J’écris aveuglément, sans avoir été (même) dans aucun des concerts de cette tournée, mais je pense Peu importe les avoir vus maintenant ou en 1996, Quand ils ont touché le ciel à Knebworth, pour comprendre que Oasis n’aurait pas dû revenir. Je les imagine alors, je les imagine maintenant et je relie Comment Noel Gallagher, déjà en 2016, a déploré le passé et a prédit le présent:

«C’était l’ère prédigitale. L’époque avant les compétitions de talents et réalités télévision. Les choses signifiaient plus. Ce fut simplement le moment idéal pour être en vie. Peu importe que ce fut un grand moment pour être à Oasis. Nous étions sur le point d’entrer dans la culture dirigée par les célébrités. Et j’ai toujours cru que (Knebworth) était la dernière réunion de masse avant la naissance d’Internet. Ce n’est pas une coïncidence que des choses comme ça ne se produisent plus. Je pense que, dans les moments où nous vivons, ce serait inévitable. Nous devrions être inquiets à ce sujet parce que, Quel sera tout dans vingt ans? « 

Alors imaginez-le ou vous-même: Vous étiez mince, vulnérable comme une bougie dans le vent, impressionnable, mélancolique d’un avenir hypothétique, et vous avez senti que vous pouviez vous laisser traîner par la belle cadence de Glisser à un égout sale si nécessaire; Tu as bu avec une hirondelle de bière en sondant Gloire du matin Et vous ne saviez même pas de quoi je parlais. Ou ils vous ont embrassé à l’oreille et vous mettez la peau de poulet; Vous avez maudit le monde parce que vous ne vous contentiez pas, car il y avait deux oncles dont la voix, dans votre disque, Ils ont mis de la musique à ce même sentiment et savaient que vous ne les verriez jamais de concert.

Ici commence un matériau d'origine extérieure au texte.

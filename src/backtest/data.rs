//! Historical bar loading and rolling volatility for the backtest.

use chrono::NaiveDate;
use std::fs::File;
use std::io::{BufRead, BufReader};
use std::path::Path;
use tracing::{info, warn};

use crate::error::{EdgebotError, Result};

/// One daily close.
#[derive(Debug, Clone, Copy, PartialEq)]
pub struct PriceBar {
    pub date: NaiveDate,
    pub close: f64,
}

/// Load daily bars from CSV. Expected format: date,close with a header
/// row; extra columns are ignored. Dates must be ascending.
pub fn load_bars_from_csv<P: AsRef<Path>>(path: P) -> Result<Vec<PriceBar>> {
    let file = File::open(path)?;
    let reader = BufReader::new(file);
    let mut bars: Vec<PriceBar> = Vec::new();

    for (i, line) in reader.lines().enumerate() {
        if i == 0 {
            continue; // Skip header
        }

        let line = line?;
        if line.trim().is_empty() {
            continue;
        }
        let parts: Vec<&str> = line.split(',').collect();
        if parts.len() < 2 {
            warn!("Skipping malformed line {}: insufficient columns", i);
            continue;
        }

        let date = NaiveDate::parse_from_str(parts[0].trim(), "%Y-%m-%d").map_err(|e| {
            EdgebotError::BadHistoricalData(format!("invalid date at line {i}: {e}"))
        })?;
        let close: f64 = parts[1].trim().parse().map_err(|e| {
            EdgebotError::BadHistoricalData(format!("invalid close at line {i}: {e}"))
        })?;
        if close <= 0.0 {
            return Err(EdgebotError::BadHistoricalData(format!(
                "non-positive close {close} at line {i}"
            )));
        }
        if let Some(last) = bars.last() {
            if date <= last.date {
                return Err(EdgebotError::BadHistoricalData(format!(
                    "dates not ascending at line {i}"
                )));
            }
        }

        bars.push(PriceBar { date, close });
    }

    if bars.is_empty() {
        return Err(EdgebotError::BadHistoricalData(
            "no usable rows in input".to_string(),
        ));
    }

    info!("Loaded {} daily bars", bars.len());
    Ok(bars)
}

/// Annualized rolling volatility from daily log returns: window standard
/// deviation scaled by sqrt(252). Days without a full window take the mean
/// of the computed values, and everything is floored.
pub fn rolling_volatility(closes: &[f64], window: usize, floor: f64) -> Vec<f64> {
    let n = closes.len();
    let mut returns = vec![f64::NAN; n];
    for i in 1..n {
        returns[i] = (closes[i] / closes[i - 1]).ln();
    }

    let mut vols = vec![f64::NAN; n];
    for i in 0..n {
        if i < window {
            continue;
        }
        let slice = &returns[i + 1 - window..=i];
        let mean = slice.iter().sum::<f64>() / window as f64;
        // sample std, matching a rolling-window std with ddof = 1
        let var = slice.iter().map(|r| (r - mean).powi(2)).sum::<f64>() / (window as f64 - 1.0);
        vols[i] = var.sqrt() * (252.0f64).sqrt();
    }

    let computed: Vec<f64> = vols.iter().copied().filter(|v| v.is_finite()).collect();
    let fill = if computed.is_empty() {
        floor
    } else {
        computed.iter().sum::<f64>() / computed.len() as f64
    };

    vols.into_iter()
        .map(|v| if v.is_finite() { v } else { fill }.max(floor))
        .collect()
}

#[cfg(test)]
mod tests {
    use super::*;
    use std::io::Write;

    #[test]
    fn loads_and_validates_csv() {
        let dir = std::env::temp_dir();
        let path = dir.join("edgebot_bars_test.csv");
        let mut f = File::create(&path).unwrap();
        writeln!(f, "date,close").unwrap();
        writeln!(f, "2024-01-02,50.0").unwrap();
        writeln!(f, "2024-01-03,49.5").unwrap();
        writeln!(f, "2024-01-04,51.2").unwrap();

        let bars = load_bars_from_csv(&path).unwrap();
        assert_eq!(bars.len(), 3);
        assert_eq!(bars[2].close, 51.2);
        std::fs::remove_file(&path).ok();
    }

    #[test]
    fn rejects_unsorted_dates() {
        let dir = std::env::temp_dir();
        let path = dir.join("edgebot_bars_unsorted.csv");
        let mut f = File::create(&path).unwrap();
        writeln!(f, "date,close").unwrap();
        writeln!(f, "2024-01-03,50.0").unwrap();
        writeln!(f, "2024-01-02,49.5").unwrap();

        assert!(load_bars_from_csv(&path).is_err());
        std::fs::remove_file(&path).ok();
    }

    #[test]
    fn constant_series_floors_volatility() {
        let closes = vec![100.0; 60];
        let vols = rolling_volatility(&closes, 30, 0.50);
        assert!(vols.iter().all(|v| (*v - 0.50).abs() < 1e-12));
    }

    #[test]
    fn warmup_days_take_the_series_mean() {
        let mut closes = Vec::new();
        for i in 0..80 {
            // alternate moves so the std is well above the floor
            closes.push(100.0 * (1.0 + 0.05 * ((i % 2) as f64 * 2.0 - 1.0)));
        }
        let vols = rolling_volatility(&closes, 30, 0.50);
        let computed = vols[35];
        // warmup values equal the mean of computed values
        assert!((vols[0] - vols[5]).abs() < 1e-12);
        assert!(vols[0] >= 0.50);
        assert!(computed >= 0.50);
    }
}
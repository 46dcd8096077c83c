use thiserror::Error;

/// Main error type for the trading bot
#[derive(Error, Debug)]
pub enum EdgebotError {
    // Configuration errors
    #[error("Configuration error: {0}")]
    Config(#[from] config::ConfigError),

    // Database errors
    #[error("Database error: {0}")]
    Database(#[from] sqlx::Error),

    #[error("Migration error: {0}")]
    Migration(#[from] sqlx::migrate::MigrateError),

    // Network errors
    #[error("HTTP request error: {0}")]
    Http(#[from] reqwest::Error),

    #[error("Rate limited: {0}")]
    RateLimited(String),

    // Serialization errors
    #[error("JSON serialization error: {0}")]
    Json(#[from] serde_json::Error),

    // Market data errors
    #[error("Market data unavailable: {0}")]
    MarketDataUnavailable(String),

    #[error("Invalid market data: {0}")]
    InvalidMarketData(String),

    #[error("Volatility data unavailable for {0}")]
    VolatilityUnavailable(String),

    // Order execution errors
    #[error("Order submission failed: {0}")]
    OrderSubmission(String),

    #[error("Order rejected: {0}")]
    OrderRejected(String),

    // Backtest input errors
    #[error("Bad historical data: {0}")]
    BadHistoricalData(String),

    // Authentication errors
    #[error("Authentication error: {0}")]
    Auth(String),

    // Validation errors
    #[error("Validation failed: {0}")]
    Validation(String),

    // IO errors
    #[error("IO error: {0}")]
    Io(#[from] std::io::Error),

    // Generic errors
    #[error("Internal error: {0}")]
    Internal(String),

    #[error("{0}")]
    Other(#[from] anyhow::Error),
}

/// Result type alias using EdgebotError
pub type Result<T> = std::result::Result<T, EdgebotError>;

impl EdgebotError {
    /// True when the failure is transient and the next scheduled invocation
    /// may succeed without operator action.
    pub fn is_retryable(&self) -> bool {
        matches!(
            self,
            EdgebotError::Http(_)
                | EdgebotError::RateLimited(_)
                | EdgebotError::MarketDataUnavailable(_)
                | EdgebotError::Database(_)
        )
    }
}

Je me souviens d’une nuit à Prague, en 2009, quand Oasis s’est cassé. Ils ont éclaté, en passant, le cœur d’une fille anglaise qui était allée les voir à Paris, ne sachant pas que cette annulation, qui semblait un de plus, serait la dernière jusqu’à présent. Je ne sais pas où sera cette fille anglaise maintenant, Mais deux nuits plus tard, comme je l’ai dit, j’étais comme moi à Prague, j’ai coulé pour être allé à Paris pour voir un groupe qui était déjà un décomb dont la voix déchirée et les mélodies faciles avaient été intégrées dans le cerveau et ont pu nous sauver, Pour nous donner une conversation dans la nuit de cette ville inhospitalière, pleine de prostituées slaves et de bars de jazz.

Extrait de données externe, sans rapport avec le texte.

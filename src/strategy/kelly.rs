//! Kelly sizing for binary contracts priced in integer cents.

use rust_decimal::prelude::*;
use rust_decimal::Decimal;

/// A fully sized bet. `fraction` is the clamped Kelly fraction; money
/// fields are Decimal dollars.
#[derive(Debug, Clone, PartialEq)]
pub struct KellyStake {
    pub fraction: f64,
    pub stake: Decimal,
    pub contracts: u32,
    /// Dollars at risk if the contract loses
    pub risk: Decimal,
    /// Dollars earned if the contract wins
    pub profit_if_win: Decimal,
}

/// Size a bet on a contract priced at `price_cents`, winning with
/// probability `win_prob`. Returns None when the price is outside (0, 100)
/// cents or the stake rounds below one contract; neither is an error.
pub fn size_bet(
    win_prob: f64,
    price_cents: u32,
    bankroll: Decimal,
    max_fraction: f64,
    max_contracts: u32,
) -> Option<KellyStake> {
    if price_cents == 0 || price_cents >= 100 {
        return None;
    }
    if bankroll <= Decimal::ZERO {
        return None;
    }
    let p = win_prob.clamp(0.0, 1.0);
    let c = price_cents as f64;

    // Net odds per dollar staked: win (100-c) on c at risk.
    let b = (100.0 - c) / c;
    let raw = (b * p - (1.0 - p)) / b;
    let fraction = raw.clamp(0.0, max_fraction.max(0.0));
    if fraction <= 0.0 {
        return None;
    }

    let fraction_dec = Decimal::from_f64(fraction)?;
    let target_stake = bankroll * fraction_dec;
    let cost_per_contract = Decimal::from(price_cents) / Decimal::from(100);

    let contracts = (target_stake / cost_per_contract)
        .floor()
        .to_u32()?
        .min(max_contracts);
    if contracts == 0 {
        return None;
    }

    let stake = cost_per_contract * Decimal::from(contracts);
    let profit_if_win =
        Decimal::from(contracts) * Decimal::from(100 - price_cents) / Decimal::from(100);

    Some(KellyStake {
        fraction,
        stake,
        contracts,
        risk: stake,
        profit_if_win,
    })
}

/// Profit-if-win as a percentage of cost for a contract at `price_cents`.
pub fn profit_pct(price_cents: u32) -> f64 {
    if price_cents == 0 {
        return 0.0;
    }
    (100.0 - price_cents as f64) / price_cents as f64 * 100.0
}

Alors les deux, plus que moi, le regrettaient d’abord dans cette auberge tchèque, et Puis dans le Hany Bany Drinking Rzzanepuis marcher à côté de la Moldavie, Quand une friction innocente nous a surpris et nous a séparés plus que nous unir. Nous sommes allés dormir en fredonnant Talk ce soirpensant qu’il y aurait une autre opportunité « Pour nous voir et écouter Oasis ensemble, je suppose, » Mais sans savoir que cette opportunité, maintenant, avec le ventre et les rides apparaissant, ne vaut plus. Oasis a toujours été comme ce baiser frustré ou comme ce temps ne vivait pas. Ce qui séparé ne le fera plus.